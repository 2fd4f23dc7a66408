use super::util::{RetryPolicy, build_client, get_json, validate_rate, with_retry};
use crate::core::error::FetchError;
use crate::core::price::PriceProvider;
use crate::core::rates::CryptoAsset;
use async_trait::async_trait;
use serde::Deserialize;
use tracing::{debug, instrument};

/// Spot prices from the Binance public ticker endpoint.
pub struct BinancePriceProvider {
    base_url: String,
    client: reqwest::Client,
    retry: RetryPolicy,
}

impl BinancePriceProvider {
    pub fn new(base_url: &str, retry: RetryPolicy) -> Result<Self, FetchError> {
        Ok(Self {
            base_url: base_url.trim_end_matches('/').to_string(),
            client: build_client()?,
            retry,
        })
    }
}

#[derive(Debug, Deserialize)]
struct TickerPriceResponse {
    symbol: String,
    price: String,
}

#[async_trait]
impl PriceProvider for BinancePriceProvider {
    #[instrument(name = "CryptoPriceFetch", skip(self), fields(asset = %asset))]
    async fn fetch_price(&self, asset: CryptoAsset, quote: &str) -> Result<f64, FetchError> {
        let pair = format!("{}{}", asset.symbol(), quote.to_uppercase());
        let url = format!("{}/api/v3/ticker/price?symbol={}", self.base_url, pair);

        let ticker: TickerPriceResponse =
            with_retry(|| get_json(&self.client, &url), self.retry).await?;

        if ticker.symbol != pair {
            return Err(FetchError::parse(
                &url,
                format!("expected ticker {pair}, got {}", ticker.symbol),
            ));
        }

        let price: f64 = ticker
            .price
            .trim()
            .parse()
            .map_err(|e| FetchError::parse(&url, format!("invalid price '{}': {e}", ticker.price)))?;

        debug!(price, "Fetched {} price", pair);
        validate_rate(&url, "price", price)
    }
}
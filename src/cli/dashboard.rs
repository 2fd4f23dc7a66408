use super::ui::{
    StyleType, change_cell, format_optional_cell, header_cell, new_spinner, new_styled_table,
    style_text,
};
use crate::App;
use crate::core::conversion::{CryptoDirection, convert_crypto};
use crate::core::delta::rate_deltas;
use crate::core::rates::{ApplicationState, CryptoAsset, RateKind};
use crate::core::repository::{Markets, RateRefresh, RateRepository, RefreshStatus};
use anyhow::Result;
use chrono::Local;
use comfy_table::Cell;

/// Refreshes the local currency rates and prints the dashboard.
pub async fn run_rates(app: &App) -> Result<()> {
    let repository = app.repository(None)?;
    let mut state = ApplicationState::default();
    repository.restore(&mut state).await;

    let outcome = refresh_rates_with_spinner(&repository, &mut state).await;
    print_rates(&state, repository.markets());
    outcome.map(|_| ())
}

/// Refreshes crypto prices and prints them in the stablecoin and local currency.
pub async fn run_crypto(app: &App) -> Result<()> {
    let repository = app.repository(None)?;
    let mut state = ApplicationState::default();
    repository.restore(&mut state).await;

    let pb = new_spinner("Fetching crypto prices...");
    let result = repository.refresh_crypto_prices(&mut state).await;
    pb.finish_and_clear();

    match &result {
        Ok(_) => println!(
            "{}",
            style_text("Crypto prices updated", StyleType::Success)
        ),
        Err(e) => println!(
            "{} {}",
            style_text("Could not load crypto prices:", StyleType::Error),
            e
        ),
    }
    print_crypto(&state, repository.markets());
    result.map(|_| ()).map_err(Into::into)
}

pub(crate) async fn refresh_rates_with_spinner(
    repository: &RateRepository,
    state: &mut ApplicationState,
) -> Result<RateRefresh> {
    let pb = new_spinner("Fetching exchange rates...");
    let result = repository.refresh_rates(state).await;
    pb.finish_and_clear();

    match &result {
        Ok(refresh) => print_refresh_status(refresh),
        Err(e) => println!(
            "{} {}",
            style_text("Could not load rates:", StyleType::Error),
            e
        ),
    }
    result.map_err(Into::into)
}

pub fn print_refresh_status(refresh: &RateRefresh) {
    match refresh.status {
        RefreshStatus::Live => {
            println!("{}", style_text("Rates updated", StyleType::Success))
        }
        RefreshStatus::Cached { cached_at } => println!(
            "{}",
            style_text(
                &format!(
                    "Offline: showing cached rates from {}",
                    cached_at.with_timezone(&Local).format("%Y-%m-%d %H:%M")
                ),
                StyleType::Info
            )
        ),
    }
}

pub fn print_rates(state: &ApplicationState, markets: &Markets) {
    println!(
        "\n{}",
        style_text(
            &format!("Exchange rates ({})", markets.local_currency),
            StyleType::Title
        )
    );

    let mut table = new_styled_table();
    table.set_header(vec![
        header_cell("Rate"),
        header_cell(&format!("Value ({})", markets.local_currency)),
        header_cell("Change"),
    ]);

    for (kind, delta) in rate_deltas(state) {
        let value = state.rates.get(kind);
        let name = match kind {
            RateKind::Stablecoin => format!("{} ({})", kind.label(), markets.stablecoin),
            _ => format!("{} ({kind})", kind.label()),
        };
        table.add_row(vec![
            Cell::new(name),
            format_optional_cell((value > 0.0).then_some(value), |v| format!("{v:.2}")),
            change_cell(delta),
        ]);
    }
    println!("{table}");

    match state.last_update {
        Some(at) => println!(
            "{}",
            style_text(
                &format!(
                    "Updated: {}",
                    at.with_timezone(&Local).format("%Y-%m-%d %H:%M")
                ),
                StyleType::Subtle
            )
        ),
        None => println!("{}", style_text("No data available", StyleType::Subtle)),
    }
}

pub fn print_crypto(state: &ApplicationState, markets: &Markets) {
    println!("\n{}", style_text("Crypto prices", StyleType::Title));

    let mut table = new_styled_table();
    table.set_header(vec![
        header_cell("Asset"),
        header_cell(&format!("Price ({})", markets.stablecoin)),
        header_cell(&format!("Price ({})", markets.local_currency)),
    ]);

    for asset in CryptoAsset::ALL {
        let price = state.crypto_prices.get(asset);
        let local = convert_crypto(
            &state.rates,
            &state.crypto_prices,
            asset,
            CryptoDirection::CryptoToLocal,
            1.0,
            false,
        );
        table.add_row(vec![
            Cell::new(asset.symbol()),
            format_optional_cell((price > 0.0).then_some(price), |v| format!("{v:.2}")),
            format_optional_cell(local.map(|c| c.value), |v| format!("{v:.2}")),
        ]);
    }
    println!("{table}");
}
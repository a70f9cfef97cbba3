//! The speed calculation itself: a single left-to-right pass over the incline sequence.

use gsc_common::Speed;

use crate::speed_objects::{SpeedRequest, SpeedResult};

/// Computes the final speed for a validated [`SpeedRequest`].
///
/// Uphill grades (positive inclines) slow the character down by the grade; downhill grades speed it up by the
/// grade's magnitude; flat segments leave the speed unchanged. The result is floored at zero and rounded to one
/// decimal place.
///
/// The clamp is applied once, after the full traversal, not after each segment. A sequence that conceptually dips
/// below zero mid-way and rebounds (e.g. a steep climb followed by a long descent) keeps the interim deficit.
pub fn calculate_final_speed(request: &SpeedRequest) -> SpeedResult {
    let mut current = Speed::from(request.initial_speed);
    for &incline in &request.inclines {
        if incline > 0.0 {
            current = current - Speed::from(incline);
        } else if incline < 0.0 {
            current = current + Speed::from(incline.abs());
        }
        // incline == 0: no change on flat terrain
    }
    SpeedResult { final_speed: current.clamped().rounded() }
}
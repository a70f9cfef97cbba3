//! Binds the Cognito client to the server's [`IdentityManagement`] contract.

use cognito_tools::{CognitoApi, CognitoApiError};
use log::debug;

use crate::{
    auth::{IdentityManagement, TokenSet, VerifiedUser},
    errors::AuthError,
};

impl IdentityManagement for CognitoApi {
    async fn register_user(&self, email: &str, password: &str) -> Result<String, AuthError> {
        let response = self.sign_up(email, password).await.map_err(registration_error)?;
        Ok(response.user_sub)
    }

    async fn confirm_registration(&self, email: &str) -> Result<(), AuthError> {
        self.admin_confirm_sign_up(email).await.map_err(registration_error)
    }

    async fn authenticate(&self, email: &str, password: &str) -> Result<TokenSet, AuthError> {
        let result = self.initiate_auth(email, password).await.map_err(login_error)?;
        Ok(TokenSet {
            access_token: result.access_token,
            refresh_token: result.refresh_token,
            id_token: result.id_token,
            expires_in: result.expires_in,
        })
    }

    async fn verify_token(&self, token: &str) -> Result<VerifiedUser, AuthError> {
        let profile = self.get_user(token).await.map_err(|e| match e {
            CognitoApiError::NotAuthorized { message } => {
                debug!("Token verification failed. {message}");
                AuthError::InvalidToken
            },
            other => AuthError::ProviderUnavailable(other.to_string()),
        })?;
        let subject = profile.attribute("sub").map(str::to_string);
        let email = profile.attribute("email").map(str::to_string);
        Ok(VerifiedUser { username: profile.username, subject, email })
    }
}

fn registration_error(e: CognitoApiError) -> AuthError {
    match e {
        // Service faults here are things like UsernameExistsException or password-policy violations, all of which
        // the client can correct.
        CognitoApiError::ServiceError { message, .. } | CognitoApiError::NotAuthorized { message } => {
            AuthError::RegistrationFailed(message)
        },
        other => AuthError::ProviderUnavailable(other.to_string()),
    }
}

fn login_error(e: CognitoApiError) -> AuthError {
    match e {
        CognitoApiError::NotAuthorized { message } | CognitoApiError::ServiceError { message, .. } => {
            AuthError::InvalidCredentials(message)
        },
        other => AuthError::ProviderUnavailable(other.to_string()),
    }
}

———

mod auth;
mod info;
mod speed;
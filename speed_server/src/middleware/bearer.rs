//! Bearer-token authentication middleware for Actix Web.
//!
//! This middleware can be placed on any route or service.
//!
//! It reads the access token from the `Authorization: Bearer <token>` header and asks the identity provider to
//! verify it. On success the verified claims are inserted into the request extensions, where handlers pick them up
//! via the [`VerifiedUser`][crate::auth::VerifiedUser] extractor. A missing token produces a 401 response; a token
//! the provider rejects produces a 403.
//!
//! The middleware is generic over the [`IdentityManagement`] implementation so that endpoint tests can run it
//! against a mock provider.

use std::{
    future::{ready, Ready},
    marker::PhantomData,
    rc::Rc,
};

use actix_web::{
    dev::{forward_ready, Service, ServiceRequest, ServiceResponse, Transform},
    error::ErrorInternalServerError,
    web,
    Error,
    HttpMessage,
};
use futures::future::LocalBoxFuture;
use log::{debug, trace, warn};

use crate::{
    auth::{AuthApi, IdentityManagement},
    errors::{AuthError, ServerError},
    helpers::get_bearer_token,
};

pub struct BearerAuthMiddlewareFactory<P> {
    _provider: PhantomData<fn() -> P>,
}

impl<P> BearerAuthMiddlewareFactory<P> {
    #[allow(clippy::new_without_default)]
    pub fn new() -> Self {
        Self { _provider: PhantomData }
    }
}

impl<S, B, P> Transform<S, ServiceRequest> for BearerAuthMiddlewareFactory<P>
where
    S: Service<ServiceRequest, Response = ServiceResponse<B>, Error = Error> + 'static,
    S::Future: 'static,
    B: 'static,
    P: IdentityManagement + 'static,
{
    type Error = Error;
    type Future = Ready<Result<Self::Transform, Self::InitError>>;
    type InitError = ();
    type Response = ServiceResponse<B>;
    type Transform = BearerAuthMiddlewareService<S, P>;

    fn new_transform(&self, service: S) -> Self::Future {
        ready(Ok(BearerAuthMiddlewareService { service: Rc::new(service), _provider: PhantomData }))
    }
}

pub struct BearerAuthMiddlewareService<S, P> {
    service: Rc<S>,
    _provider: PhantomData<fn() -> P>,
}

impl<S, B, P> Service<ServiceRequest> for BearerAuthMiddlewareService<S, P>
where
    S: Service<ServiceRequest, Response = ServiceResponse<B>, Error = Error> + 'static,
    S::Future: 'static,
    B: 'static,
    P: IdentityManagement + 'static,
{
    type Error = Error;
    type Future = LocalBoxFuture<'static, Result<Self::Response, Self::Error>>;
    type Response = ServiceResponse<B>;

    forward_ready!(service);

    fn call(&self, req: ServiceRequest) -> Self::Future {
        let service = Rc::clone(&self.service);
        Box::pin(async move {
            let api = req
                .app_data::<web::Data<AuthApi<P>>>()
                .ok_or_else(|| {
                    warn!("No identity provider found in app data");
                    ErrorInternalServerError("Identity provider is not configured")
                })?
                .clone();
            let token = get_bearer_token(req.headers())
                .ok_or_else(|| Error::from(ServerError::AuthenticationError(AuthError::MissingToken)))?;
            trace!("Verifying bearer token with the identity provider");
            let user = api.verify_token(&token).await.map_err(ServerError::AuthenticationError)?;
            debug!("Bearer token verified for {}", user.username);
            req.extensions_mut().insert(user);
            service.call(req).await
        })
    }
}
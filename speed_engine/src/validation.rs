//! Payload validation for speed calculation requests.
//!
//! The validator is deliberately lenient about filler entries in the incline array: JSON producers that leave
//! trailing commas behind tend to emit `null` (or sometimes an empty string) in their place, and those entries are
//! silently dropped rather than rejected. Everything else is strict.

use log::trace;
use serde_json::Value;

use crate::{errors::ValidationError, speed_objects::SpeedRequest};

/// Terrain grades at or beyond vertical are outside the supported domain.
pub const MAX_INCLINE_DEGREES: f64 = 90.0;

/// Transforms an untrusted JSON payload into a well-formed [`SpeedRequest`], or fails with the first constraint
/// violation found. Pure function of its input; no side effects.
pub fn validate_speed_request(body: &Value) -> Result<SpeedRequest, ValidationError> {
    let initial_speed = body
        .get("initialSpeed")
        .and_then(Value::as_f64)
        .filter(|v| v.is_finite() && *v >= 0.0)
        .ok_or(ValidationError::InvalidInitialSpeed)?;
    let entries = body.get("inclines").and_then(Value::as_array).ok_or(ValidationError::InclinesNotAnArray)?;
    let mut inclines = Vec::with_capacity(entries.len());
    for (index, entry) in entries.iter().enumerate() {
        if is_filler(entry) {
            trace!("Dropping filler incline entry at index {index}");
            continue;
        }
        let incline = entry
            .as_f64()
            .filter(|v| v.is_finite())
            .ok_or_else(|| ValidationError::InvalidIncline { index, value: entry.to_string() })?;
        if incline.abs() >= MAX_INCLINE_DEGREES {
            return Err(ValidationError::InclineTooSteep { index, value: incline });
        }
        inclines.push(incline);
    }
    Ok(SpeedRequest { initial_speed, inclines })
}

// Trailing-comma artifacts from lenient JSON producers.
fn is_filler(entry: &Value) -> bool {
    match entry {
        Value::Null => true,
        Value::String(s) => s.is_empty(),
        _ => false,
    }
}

———

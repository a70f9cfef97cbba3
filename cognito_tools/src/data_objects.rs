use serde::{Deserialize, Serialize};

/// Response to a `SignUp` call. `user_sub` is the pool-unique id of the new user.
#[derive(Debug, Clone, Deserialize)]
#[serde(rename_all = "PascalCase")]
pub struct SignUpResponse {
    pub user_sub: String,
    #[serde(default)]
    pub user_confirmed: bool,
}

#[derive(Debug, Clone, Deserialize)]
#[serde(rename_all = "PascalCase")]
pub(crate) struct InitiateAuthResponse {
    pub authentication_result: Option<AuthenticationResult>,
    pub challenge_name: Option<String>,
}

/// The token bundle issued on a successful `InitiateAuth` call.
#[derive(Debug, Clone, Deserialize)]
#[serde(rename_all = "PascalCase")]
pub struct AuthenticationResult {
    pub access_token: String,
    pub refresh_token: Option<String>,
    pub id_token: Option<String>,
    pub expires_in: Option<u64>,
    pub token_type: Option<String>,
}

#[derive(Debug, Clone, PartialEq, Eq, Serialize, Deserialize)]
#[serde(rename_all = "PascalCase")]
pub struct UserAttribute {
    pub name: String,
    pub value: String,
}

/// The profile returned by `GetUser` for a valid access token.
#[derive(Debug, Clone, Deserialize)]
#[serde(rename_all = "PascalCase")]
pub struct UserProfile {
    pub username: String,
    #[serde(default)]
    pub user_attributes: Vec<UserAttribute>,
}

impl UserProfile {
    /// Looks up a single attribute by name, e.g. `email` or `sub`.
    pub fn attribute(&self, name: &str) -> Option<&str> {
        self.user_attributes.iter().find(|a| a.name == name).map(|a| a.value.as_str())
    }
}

———

• [WHAT TO WORK ON]: Going through the lines above one by one, tally those with the word "quote" and give only the total.

• [THE ANSWER]: 2